====== Records to process

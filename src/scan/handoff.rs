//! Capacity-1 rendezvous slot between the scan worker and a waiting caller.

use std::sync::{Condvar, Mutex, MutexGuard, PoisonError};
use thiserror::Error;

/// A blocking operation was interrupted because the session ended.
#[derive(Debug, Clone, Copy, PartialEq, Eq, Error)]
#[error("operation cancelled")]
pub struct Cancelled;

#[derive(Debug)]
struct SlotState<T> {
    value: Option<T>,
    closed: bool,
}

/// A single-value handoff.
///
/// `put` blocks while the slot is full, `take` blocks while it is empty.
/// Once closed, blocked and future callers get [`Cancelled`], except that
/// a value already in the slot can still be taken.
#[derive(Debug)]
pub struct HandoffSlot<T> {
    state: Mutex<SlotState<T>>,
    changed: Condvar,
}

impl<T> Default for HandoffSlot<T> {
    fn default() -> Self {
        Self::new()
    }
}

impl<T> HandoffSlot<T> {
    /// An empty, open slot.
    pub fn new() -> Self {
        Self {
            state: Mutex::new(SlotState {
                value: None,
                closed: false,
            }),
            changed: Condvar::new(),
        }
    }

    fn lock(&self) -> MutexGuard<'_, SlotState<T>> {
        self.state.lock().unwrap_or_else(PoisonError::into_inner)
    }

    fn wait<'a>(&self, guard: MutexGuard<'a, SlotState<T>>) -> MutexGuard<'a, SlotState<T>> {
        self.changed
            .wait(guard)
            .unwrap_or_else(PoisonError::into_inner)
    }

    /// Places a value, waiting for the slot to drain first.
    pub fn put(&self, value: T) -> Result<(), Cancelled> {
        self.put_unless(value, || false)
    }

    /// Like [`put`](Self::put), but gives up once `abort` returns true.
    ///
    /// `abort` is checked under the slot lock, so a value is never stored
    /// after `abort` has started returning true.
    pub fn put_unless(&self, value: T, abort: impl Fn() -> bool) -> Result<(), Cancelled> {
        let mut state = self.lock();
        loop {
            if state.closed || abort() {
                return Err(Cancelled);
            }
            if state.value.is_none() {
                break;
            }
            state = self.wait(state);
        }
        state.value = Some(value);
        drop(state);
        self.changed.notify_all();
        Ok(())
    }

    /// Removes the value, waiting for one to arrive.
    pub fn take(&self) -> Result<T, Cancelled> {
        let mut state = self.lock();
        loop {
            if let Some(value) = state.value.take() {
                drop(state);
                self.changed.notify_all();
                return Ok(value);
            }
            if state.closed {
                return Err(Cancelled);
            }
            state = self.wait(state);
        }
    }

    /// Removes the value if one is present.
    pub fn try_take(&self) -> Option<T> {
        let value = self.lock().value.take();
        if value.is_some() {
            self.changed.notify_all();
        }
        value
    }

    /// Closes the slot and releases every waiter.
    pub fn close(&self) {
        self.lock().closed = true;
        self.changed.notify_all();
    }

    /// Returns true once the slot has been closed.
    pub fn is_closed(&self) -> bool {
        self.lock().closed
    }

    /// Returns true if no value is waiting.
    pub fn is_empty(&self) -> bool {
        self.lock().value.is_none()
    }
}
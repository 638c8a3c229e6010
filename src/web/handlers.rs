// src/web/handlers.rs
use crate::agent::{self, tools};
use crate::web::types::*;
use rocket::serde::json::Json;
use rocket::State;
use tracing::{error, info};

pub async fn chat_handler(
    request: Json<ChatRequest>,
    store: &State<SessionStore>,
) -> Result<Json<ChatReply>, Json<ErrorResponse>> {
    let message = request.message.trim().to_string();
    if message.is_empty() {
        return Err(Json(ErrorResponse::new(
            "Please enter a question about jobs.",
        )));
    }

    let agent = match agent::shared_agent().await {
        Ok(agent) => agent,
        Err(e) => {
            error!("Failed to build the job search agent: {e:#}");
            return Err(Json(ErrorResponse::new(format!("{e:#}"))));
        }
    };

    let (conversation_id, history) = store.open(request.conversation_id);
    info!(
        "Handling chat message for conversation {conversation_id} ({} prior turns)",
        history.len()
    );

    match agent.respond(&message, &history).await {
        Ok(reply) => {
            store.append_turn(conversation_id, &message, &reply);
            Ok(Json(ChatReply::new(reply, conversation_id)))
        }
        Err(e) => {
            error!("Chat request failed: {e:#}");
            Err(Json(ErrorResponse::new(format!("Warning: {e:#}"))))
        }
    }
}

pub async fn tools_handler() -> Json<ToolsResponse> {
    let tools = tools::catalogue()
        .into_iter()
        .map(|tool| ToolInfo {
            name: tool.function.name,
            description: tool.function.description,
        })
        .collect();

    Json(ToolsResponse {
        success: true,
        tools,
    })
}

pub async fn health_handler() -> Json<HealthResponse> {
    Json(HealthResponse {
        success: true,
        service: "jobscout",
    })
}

============
====== Records to process

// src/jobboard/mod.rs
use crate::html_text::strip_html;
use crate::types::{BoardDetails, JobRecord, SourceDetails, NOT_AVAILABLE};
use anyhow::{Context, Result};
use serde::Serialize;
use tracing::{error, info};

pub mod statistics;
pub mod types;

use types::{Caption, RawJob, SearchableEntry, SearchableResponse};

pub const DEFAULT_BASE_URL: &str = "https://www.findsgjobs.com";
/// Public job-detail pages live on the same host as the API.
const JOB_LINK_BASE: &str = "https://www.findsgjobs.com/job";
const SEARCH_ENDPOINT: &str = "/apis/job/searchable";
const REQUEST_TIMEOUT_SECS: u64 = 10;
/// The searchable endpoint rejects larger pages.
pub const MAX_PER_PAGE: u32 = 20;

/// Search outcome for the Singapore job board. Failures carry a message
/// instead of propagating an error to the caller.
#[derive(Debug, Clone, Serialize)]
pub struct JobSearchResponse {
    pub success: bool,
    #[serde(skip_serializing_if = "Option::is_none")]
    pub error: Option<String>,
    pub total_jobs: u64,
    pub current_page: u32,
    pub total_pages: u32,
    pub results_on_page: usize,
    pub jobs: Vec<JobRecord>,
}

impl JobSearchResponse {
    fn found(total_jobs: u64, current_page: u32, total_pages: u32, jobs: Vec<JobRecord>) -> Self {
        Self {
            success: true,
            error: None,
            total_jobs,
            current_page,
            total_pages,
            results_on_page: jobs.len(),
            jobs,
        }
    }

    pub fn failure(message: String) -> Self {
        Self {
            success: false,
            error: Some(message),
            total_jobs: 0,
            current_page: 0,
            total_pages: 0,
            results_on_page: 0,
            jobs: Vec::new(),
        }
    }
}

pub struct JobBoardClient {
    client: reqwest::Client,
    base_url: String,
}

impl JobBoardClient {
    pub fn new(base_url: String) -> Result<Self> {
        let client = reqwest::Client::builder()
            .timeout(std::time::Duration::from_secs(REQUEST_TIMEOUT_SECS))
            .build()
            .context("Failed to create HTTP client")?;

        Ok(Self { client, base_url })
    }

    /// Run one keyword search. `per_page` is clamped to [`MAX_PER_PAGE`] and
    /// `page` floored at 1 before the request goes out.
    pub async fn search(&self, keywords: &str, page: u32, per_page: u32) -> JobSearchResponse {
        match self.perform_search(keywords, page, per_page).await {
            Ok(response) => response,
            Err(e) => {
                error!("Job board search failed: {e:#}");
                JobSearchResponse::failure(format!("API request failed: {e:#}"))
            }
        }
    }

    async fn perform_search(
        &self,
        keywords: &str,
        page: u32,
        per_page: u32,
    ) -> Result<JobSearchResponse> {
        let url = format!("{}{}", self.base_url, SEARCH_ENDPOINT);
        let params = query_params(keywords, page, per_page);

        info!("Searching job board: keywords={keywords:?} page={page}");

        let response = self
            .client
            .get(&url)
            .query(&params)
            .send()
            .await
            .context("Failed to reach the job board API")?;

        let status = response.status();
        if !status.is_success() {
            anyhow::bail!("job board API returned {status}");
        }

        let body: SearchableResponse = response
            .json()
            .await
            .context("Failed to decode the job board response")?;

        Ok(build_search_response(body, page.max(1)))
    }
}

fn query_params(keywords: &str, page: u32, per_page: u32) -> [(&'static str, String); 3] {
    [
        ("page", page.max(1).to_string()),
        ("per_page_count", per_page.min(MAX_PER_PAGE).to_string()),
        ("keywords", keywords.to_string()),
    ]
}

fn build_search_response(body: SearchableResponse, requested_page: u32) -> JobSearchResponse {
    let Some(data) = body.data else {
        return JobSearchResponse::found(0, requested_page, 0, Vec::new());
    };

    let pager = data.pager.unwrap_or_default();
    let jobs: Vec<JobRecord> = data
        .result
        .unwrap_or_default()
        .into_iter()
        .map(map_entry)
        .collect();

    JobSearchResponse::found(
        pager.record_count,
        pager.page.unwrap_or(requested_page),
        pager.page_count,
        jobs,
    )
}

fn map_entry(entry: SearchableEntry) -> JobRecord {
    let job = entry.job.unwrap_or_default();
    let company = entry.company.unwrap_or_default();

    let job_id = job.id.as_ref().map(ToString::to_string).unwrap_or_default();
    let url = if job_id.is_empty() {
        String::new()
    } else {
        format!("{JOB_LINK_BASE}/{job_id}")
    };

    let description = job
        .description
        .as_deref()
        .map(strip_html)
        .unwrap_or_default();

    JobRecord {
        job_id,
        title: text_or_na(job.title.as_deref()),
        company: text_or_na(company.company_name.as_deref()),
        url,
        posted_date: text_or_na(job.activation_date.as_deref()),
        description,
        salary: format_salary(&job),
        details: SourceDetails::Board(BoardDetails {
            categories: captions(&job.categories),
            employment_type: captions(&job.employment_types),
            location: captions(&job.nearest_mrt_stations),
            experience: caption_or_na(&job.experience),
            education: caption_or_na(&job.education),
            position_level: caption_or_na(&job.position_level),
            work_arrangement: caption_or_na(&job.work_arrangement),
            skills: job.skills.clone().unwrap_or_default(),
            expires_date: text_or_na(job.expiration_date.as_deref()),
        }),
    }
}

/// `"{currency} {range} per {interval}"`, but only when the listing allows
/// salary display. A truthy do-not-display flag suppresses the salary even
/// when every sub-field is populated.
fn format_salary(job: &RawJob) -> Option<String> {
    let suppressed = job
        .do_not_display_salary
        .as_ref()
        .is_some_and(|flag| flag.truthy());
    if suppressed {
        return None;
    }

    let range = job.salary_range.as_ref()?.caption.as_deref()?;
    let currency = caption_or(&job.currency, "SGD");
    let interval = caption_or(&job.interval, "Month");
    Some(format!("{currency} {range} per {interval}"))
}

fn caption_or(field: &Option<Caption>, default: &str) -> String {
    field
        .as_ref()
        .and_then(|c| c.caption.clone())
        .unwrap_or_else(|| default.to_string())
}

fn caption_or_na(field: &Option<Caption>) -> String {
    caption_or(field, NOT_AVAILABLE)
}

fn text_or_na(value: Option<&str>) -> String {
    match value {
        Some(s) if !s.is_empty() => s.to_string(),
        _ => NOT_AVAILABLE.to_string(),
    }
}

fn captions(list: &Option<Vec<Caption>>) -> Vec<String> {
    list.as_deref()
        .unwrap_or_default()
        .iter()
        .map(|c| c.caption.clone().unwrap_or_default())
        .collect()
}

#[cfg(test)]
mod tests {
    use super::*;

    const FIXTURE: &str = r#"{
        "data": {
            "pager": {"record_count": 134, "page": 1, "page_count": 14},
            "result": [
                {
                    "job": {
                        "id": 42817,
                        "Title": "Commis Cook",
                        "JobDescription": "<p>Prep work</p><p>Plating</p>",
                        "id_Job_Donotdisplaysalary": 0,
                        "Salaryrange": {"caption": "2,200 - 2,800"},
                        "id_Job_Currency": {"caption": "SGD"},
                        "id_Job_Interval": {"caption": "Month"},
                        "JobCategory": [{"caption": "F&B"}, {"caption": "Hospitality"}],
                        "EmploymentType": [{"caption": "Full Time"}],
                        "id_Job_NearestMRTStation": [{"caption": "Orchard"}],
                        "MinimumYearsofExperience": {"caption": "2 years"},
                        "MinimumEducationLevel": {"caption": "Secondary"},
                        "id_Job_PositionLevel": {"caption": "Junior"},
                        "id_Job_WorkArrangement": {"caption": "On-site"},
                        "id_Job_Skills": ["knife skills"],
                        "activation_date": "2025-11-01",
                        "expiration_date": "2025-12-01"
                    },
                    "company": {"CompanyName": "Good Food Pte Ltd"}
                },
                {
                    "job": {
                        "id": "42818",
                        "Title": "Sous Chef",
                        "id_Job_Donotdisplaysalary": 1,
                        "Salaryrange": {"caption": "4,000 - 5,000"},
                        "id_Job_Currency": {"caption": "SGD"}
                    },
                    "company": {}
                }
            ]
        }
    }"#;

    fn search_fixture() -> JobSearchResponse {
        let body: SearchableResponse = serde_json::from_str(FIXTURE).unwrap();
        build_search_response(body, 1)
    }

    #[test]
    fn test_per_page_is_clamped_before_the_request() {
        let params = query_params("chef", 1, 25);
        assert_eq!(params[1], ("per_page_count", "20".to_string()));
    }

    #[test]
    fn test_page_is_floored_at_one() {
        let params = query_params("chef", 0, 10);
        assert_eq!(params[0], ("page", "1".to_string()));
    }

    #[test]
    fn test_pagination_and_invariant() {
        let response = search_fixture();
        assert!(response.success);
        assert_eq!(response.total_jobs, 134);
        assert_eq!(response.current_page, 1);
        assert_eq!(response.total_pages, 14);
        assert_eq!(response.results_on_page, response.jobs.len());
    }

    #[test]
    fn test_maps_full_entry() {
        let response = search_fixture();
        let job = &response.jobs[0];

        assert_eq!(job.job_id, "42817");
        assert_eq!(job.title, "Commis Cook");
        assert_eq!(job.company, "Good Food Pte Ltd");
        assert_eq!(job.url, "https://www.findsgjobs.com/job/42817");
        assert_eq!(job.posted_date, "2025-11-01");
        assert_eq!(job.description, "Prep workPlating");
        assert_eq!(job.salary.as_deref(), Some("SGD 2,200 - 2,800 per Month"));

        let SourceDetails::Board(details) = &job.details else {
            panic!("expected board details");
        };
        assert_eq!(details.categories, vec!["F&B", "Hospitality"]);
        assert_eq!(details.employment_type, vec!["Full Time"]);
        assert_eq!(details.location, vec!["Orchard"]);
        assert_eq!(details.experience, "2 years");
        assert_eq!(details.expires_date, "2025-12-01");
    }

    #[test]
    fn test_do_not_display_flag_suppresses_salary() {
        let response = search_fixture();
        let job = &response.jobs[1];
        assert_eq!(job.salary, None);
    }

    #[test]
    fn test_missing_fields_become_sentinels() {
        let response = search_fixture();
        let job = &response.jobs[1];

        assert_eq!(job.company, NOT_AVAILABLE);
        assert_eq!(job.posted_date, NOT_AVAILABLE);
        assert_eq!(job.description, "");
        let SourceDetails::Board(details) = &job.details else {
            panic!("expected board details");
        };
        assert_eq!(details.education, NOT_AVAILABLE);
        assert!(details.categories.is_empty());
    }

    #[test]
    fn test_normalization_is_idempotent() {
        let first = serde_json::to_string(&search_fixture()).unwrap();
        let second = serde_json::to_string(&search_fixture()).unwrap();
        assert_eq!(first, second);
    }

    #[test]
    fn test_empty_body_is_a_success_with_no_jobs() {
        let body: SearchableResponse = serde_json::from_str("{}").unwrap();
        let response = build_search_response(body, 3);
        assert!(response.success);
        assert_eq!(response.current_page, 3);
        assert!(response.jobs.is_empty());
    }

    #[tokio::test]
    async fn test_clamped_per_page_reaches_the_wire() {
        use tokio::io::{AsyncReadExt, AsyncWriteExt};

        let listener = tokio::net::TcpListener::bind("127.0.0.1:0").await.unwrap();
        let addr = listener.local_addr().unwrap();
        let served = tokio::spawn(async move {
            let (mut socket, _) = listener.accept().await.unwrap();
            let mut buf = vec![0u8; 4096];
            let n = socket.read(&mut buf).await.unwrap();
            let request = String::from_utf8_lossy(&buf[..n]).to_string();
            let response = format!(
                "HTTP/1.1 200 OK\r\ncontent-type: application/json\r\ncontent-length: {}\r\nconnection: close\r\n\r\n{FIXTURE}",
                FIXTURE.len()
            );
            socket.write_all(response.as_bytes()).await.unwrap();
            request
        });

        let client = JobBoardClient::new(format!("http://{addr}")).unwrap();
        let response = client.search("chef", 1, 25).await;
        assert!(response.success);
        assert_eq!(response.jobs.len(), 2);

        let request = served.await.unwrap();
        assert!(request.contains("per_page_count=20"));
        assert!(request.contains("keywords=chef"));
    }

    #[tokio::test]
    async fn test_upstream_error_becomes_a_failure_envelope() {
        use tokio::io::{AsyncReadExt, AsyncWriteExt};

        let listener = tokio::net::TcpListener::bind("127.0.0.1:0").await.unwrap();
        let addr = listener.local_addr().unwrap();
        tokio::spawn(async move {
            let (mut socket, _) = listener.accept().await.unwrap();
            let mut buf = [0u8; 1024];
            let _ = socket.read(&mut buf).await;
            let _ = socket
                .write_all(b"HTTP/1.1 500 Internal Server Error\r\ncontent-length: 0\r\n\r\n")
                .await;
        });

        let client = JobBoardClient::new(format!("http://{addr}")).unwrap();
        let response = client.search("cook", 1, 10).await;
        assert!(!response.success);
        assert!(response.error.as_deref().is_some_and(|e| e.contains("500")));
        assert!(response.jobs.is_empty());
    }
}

============
====== Records to process

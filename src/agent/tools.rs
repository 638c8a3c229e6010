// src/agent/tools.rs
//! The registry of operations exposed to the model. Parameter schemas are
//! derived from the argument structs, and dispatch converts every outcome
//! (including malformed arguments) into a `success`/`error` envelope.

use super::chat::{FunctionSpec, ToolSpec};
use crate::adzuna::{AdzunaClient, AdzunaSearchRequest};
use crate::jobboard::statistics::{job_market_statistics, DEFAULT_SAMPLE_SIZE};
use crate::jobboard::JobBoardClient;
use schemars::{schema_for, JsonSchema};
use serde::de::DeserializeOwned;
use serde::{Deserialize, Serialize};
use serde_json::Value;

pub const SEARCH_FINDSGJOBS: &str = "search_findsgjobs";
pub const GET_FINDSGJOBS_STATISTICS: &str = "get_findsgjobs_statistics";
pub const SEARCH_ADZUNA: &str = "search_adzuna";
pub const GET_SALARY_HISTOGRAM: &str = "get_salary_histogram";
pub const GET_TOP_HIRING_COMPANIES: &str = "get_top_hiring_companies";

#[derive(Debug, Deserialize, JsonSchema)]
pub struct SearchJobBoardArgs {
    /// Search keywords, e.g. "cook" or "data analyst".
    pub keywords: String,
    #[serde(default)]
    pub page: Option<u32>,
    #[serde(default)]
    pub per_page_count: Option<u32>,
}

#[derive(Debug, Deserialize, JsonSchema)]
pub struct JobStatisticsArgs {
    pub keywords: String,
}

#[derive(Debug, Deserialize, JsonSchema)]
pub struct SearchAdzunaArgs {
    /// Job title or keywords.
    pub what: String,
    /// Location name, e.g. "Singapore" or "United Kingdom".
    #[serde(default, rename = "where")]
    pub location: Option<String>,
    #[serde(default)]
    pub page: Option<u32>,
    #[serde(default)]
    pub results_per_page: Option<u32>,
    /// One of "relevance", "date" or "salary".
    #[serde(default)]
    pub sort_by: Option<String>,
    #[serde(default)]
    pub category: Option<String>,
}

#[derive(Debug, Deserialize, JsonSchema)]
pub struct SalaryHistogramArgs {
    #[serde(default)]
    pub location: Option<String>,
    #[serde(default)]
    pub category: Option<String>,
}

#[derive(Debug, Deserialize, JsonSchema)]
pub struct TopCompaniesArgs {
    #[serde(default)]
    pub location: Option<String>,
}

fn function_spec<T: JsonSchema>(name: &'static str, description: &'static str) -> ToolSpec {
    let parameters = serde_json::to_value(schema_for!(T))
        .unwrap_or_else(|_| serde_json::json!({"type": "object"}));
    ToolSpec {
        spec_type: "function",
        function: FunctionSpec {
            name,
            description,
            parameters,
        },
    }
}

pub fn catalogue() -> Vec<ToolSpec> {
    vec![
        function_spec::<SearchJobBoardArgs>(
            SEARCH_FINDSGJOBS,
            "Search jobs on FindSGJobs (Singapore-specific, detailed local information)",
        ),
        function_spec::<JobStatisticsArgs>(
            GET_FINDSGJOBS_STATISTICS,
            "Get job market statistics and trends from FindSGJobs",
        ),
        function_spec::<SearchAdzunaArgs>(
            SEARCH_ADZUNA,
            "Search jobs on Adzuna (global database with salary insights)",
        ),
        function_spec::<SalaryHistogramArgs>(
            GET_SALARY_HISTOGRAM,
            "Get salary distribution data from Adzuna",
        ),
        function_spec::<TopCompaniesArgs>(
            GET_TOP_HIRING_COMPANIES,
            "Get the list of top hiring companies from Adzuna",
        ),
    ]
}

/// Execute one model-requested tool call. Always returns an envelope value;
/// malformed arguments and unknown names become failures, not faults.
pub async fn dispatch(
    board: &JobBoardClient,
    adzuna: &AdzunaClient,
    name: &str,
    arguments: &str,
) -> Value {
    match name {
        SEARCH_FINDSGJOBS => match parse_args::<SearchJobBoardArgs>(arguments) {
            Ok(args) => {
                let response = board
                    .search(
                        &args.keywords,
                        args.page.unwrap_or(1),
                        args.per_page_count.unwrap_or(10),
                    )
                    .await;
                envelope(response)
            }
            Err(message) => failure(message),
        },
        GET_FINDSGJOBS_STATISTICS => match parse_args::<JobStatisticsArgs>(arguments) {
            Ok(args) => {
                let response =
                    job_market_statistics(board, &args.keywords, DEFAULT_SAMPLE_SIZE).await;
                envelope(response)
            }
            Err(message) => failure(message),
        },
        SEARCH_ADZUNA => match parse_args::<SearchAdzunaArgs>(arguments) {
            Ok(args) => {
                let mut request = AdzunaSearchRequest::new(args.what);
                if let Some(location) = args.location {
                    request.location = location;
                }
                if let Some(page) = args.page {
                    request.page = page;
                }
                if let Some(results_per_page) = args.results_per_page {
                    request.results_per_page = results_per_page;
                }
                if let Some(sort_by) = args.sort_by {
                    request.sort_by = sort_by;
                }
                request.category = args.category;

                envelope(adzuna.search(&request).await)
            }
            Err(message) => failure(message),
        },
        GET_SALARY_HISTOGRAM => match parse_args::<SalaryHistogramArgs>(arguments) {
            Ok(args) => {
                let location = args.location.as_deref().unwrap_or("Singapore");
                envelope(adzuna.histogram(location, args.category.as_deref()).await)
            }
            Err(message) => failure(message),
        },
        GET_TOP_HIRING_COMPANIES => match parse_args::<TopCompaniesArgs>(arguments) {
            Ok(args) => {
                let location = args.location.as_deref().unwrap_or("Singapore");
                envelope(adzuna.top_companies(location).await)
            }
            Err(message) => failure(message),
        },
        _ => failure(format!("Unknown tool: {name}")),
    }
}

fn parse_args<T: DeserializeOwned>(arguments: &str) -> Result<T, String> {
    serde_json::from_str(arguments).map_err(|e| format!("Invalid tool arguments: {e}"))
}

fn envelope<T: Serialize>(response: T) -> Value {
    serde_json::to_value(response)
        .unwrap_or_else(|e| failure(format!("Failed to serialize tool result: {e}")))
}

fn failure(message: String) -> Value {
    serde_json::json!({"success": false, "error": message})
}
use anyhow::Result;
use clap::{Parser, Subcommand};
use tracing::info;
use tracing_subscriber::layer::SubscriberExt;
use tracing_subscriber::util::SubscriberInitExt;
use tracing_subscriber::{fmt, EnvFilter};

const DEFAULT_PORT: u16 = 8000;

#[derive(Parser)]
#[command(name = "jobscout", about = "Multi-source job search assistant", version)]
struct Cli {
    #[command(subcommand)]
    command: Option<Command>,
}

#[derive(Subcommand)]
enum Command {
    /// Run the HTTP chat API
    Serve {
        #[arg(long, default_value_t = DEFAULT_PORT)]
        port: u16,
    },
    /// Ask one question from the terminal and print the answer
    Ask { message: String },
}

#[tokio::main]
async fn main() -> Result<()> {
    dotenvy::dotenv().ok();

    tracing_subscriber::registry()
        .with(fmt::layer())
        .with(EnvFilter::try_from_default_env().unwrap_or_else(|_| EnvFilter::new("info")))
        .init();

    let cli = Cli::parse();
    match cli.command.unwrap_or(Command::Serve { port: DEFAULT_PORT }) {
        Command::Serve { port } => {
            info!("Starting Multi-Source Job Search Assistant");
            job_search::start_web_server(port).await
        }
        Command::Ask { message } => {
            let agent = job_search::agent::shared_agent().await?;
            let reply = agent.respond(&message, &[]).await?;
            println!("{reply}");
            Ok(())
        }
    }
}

============

Check each line of the listing above for the string "model", then please give the number of lines where it appears and nothing else.

### Written answer:
2